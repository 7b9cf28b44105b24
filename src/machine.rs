//! Handles on provisioned machines.

use std::net::IpAddr;
use std::sync::atomic::{AtomicBool, Ordering};
use std::sync::{Arc, OnceLock, Weak};
use std::time::Duration;

use cap_std::fs_utf8::Dir;
use thiserror::Error;
use tokio::time::{Instant, sleep};
use tracing::{Span, debug, info, warn};

use crate::backend::{Backend, Device, MachineAddresses};
use crate::cluster::Registry;
use crate::console::ConsoleSink;
use crate::context::RuntimeContext;
use crate::journal::{Journal, JournalError};
use crate::remote::{
    RemoteCommandOutput, RemoteError, RemoteExecutor, SshCredentials, SshTarget,
};
use crate::session::ProvisionedMachine;

const BOOT_ID_COMMAND: &str = "cat /proc/sys/kernel/random/boot_id";
const REBOOT_COMMAND: &str = "sudo systemctl reboot";

/// Shared handle on a registered machine.
pub type MachineHandle<B, X> = Arc<Machine<B, X>>;

/// Errors raised by machine operations.
#[derive(Debug, Error)]
pub enum MachineError<E>
where
    E: std::error::Error + 'static,
{
    /// The remote command could not run.
    #[error(transparent)]
    Remote(#[from] RemoteError),
    /// The remote command ran and exited unsuccessfully.
    #[error("command `{command}` exited with status {status:?}: {stderr}")]
    CommandFailed {
        /// Command passed to the machine.
        command: String,
        /// Exit status, if any.
        status: Option<i32>,
        /// Captured stderr.
        stderr: String,
    },
    /// Journal capture failed.
    #[error(transparent)]
    Journal(#[from] JournalError),
    /// The machine did not report a new boot id in time.
    #[error("machine {id} did not come back from reboot within {timeout:?}")]
    RebootTimeout {
        /// Machine id.
        id: String,
        /// Timeout that elapsed.
        timeout: Duration,
    },
    /// The backend failed to destroy the machine.
    #[error("backend failed to destroy {id}")]
    Destroy {
        /// Machine id.
        id: String,
        /// Backend error.
        #[source]
        source: E,
    },
}

/// A machine that reached readiness and is registered with its cluster.
#[derive(Debug)]
pub struct Machine<B, X> {
    device: Device,
    dir: Dir,
    backend: Arc<B>,
    executor: Arc<X>,
    credentials: SshCredentials,
    registry: Weak<Registry<B, X>>,
    console: Option<ConsoleSink>,
    journal: Journal,
    console_output: OnceLock<String>,
    destroyed: AtomicBool,
    boot_timeout: Duration,
    poll_interval: Duration,
    span: Span,
}

impl<B, X> Machine<B, X>
where
    B: Backend,
    X: RemoteExecutor,
{
    pub(crate) fn new(
        provisioned: ProvisionedMachine,
        backend: Arc<B>,
        executor: Arc<X>,
        ctx: &RuntimeContext,
        registry: Weak<Registry<B, X>>,
    ) -> Self {
        let ProvisionedMachine {
            device,
            dir,
            console,
            journal,
        } = provisioned;
        Self {
            device,
            dir,
            backend,
            executor,
            credentials: ctx.credentials.clone(),
            registry,
            console,
            journal,
            console_output: OnceLock::new(),
            destroyed: AtomicBool::new(false),
            boot_timeout: ctx.boot_timeout,
            poll_interval: ctx.poll_interval,
            span: ctx.span.clone(),
        }
    }

    /// Provider identifier.
    #[must_use]
    pub fn id(&self) -> &str {
        &self.device.id
    }

    /// Name chosen by the cluster.
    #[must_use]
    pub fn name(&self) -> &str {
        &self.device.name
    }

    /// Address reachable from the harness.
    #[must_use]
    pub const fn public_ip(&self) -> Option<IpAddr> {
        self.device.addresses.public
    }

    /// Address reachable from other machines of the cluster.
    #[must_use]
    pub const fn private_ip(&self) -> Option<IpAddr> {
        self.device.addresses.private
    }

    /// Both addresses and the SSH port.
    #[must_use]
    pub const fn addresses(&self) -> MachineAddresses {
        self.device.addresses
    }

    /// Handle on `<output>/<id>/`.
    #[must_use]
    pub const fn dir(&self) -> &Dir {
        &self.dir
    }

    fn target(&self) -> Result<SshTarget, RemoteError> {
        let host = self.device.addresses.public.ok_or_else(|| RemoteError::NoAddress {
            machine: self.device.id.clone(),
        })?;
        Ok(SshTarget {
            host,
            port: self.device.addresses.ssh_port,
        })
    }

    /// Runs `command` as the cluster's login user and returns its raw output.
    /// A non-zero exit status is reported in the output, not as an error.
    ///
    /// # Errors
    ///
    /// Returns [`MachineError::Remote`] when the command cannot run.
    pub async fn run(&self, command: &str) -> Result<RemoteCommandOutput, MachineError<B::Error>> {
        let target = self.target()?;
        Ok(self.executor.run(target, &self.credentials, command).await?)
    }

    /// Runs `command` and returns its stdout with surrounding whitespace
    /// trimmed.
    ///
    /// # Errors
    ///
    /// Returns [`MachineError::CommandFailed`] when the command exits
    /// unsuccessfully.
    pub async fn ssh(&self, command: &str) -> Result<String, MachineError<B::Error>> {
        let output = self.run(command).await?;
        if !output.is_success() {
            return Err(MachineError::CommandFailed {
                command: command.to_owned(),
                status: output.exit_code,
                stderr: output.stderr.trim().to_owned(),
            });
        }
        Ok(output.stdout.trim().to_owned())
    }

    /// Runs `command` as `user`, authenticating with `password`.
    ///
    /// # Errors
    ///
    /// Returns [`MachineError::Remote`] when the command cannot run.
    pub async fn run_with_password(
        &self,
        user: &str,
        password: &str,
        command: &str,
    ) -> Result<RemoteCommandOutput, MachineError<B::Error>> {
        let target = self.target()?;
        let credentials = SshCredentials::password(user, password);
        Ok(self.executor.run(target, &credentials, command).await?)
    }

    async fn collect_journal(&self) -> Result<usize, MachineError<B::Error>> {
        let target = self.target()?;
        Ok(self
            .journal
            .collect(self.executor.as_ref(), target, &self.credentials)
            .await?)
    }

    /// Reboots the machine and waits until it reports a new boot id.
    ///
    /// # Errors
    ///
    /// Returns the error raised while reading the current boot id, or
    /// [`MachineError::RebootTimeout`] when no new boot id shows up within
    /// the boot timeout.
    pub async fn reboot(&self) -> Result<(), MachineError<B::Error>> {
        let previous = self.ssh(BOOT_ID_COMMAND).await?;
        if let Err(err) = self.collect_journal().await {
            warn!(parent: &self.span, id = %self.id(), error = %err, "journal collection before reboot failed");
        }
        // The connection usually drops before the command reports back.
        match self.run(REBOOT_COMMAND).await {
            Ok(output) => debug!(code = ?output.exit_code, "reboot issued"),
            Err(err) => debug!(error = %err, "reboot command interrupted"),
        }

        let deadline = Instant::now() + self.boot_timeout;
        loop {
            sleep(self.poll_interval).await;
            match self.ssh(BOOT_ID_COMMAND).await {
                Ok(current) if current != previous => {
                    info!(parent: &self.span, id = %self.id(), boot_id = %current, "machine rebooted");
                    return Ok(());
                }
                Ok(_) => debug!("boot id unchanged"),
                Err(err) => debug!(error = %err, "machine not reachable yet"),
            }
            if Instant::now() >= deadline {
                return Err(MachineError::RebootTimeout {
                    id: self.device.id.clone(),
                    timeout: self.boot_timeout,
                });
            }
        }
    }

    /// Tears the machine down. Only the first call does any work; later calls
    /// return `Ok(())`.
    ///
    /// The journal is collected one last time, the backend destroys the
    /// machine, the journal is finalized, the console is read back and the
    /// machine leaves its cluster's registry.
    ///
    /// # Errors
    ///
    /// Returns [`MachineError::Destroy`] when the backend fails. The other
    /// steps still run and only log their failures.
    pub async fn destroy(&self) -> Result<(), MachineError<B::Error>> {
        if self.destroyed.swap(true, Ordering::AcqRel) {
            return Ok(());
        }
        if let Err(err) = self.collect_journal().await {
            warn!(parent: &self.span, id = %self.id(), error = %err, "final journal collection failed");
        }
        let destroyed = self.backend.destroy(&self.device).await;
        self.journal.finalize();
        if let Some(console) = &self.console {
            match console.read_back() {
                Ok(text) => {
                    if self.console_output.set(text).is_err() {
                        debug!("console output already recorded");
                    }
                }
                Err(err) => {
                    warn!(parent: &self.span, id = %self.id(), error = %err, "failed to read console output");
                }
            }
        }
        if let Some(registry) = self.registry.upgrade() {
            registry.deregister(self.id());
        }
        destroyed.map_err(|source| MachineError::Destroy {
            id: self.device.id.clone(),
            source,
        })
    }

    /// Returns `true` once [`Machine::destroy`] has been called.
    #[must_use]
    pub fn is_destroyed(&self) -> bool {
        self.destroyed.load(Ordering::Acquire)
    }

    /// Console output captured during the machine's lifetime. Empty until the
    /// machine is destroyed, and for backends without console capture.
    #[must_use]
    pub fn console_output(&self) -> &str {
        self.console_output.get().map_or("", String::as_str)
    }

    /// Journal entries collected so far.
    ///
    /// # Errors
    ///
    /// Returns [`MachineError::Journal`] when `journal.txt` cannot be read.
    pub fn journal_output(&self) -> Result<String, MachineError<B::Error>> {
        Ok(self.journal.read()?)
    }
}

#[cfg(test)]
mod tests {
    use super::*;
    use crate::cluster::Cluster;
    use crate::conf::ConfigDocument;
    use crate::test_support::{FAKE_CONSOLE_BANNER, FakeBackend, FakeExecutor};
    use camino::Utf8PathBuf;
    use rstest::rstest;
    use tempfile::TempDir;

    async fn single_machine(
        backend: FakeBackend,
        executor: FakeExecutor,
    ) -> (TempDir, Cluster<FakeBackend, FakeExecutor>, MachineHandle<FakeBackend, FakeExecutor>) {
        let tmp = tempfile::tempdir().expect("tempdir");
        let out = Utf8PathBuf::from_path_buf(tmp.path().to_path_buf()).expect("utf8 tempdir");
        let ctx = RuntimeContext::new(out)
            .with_boot_timeout(Duration::from_millis(200))
            .with_poll_interval(Duration::from_millis(1));
        let cluster = Cluster::new("machine-tests", Arc::new(backend), Arc::new(executor), ctx)
            .expect("cluster");
        let machine = cluster
            .new_machine(&ConfigDocument::empty())
            .await
            .expect("machine");
        (tmp, cluster, machine)
    }

    #[rstest]
    #[tokio::test]
    async fn ssh_trims_stdout_and_rejects_failures() {
        let executor = FakeExecutor::new();
        let (_tmp, _cluster, machine) = single_machine(FakeBackend::new(), executor.clone()).await;

        executor.push_stdout("  hello\n");
        assert_eq!(machine.ssh("echo hello").await.expect("ssh"), "hello");

        executor.push_output(RemoteCommandOutput {
            exit_code: Some(3),
            stdout: String::new(),
            stderr: String::from("nope\n"),
        });
        let err = machine.ssh("false").await.expect_err("non-zero exit");
        assert!(
            matches!(err, MachineError::CommandFailed { status: Some(3), ref stderr, .. } if stderr == "nope"),
            "{err:?}"
        );
    }

    #[rstest]
    #[tokio::test]
    async fn reboot_waits_for_new_boot_id() {
        let executor = FakeExecutor::new();
        let (_tmp, _cluster, machine) = single_machine(FakeBackend::new(), executor.clone()).await;
        for stdout in ["boot-a\n", "", "", "boot-a\n", "boot-b\n"] {
            executor.push_stdout(stdout);
        }

        machine.reboot().await.expect("reboot");

        let commands = executor.commands();
        assert!(commands.iter().any(|cmd| cmd == REBOOT_COMMAND), "{commands:?}");
        assert_eq!(
            commands.iter().filter(|cmd| *cmd == BOOT_ID_COMMAND).count(),
            3
        );
    }

    #[rstest]
    #[tokio::test]
    async fn destroy_runs_once_and_reads_console() {
        let backend = FakeBackend::new().with_console();
        let (_tmp, cluster, machine) = single_machine(backend.clone(), FakeExecutor::new()).await;

        assert_eq!(machine.console_output(), "");
        machine.destroy().await.expect("first destroy");
        machine.destroy().await.expect("second destroy");

        assert!(machine.is_destroyed());
        assert_eq!(machine.console_output(), FAKE_CONSOLE_BANNER);
        assert_eq!(backend.calls().destroyed, vec![machine.id()]);
        assert!(cluster.is_empty());
    }

    #[rstest]
    #[tokio::test]
    async fn failed_destroy_still_deregisters() {
        let backend = FakeBackend::new();
        let (_tmp, cluster, machine) = single_machine(backend.clone(), FakeExecutor::new()).await;
        backend.fail_destroy(machine.id());

        let err = machine.destroy().await.expect_err("backend refuses");
        assert!(matches!(err, MachineError::Destroy { .. }), "{err:?}");
        assert!(cluster.is_empty());
        assert_eq!(machine.journal_output().expect("journal"), "");
    }
}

WORK ITEM: Please go through the material and return each line where the word "hello" appears.

WORKED SOLUTION:
        executor.push_stdout("  hello\n");
        assert_eq!(machine.ssh("echo hello").await.expect("ssh"), "hello");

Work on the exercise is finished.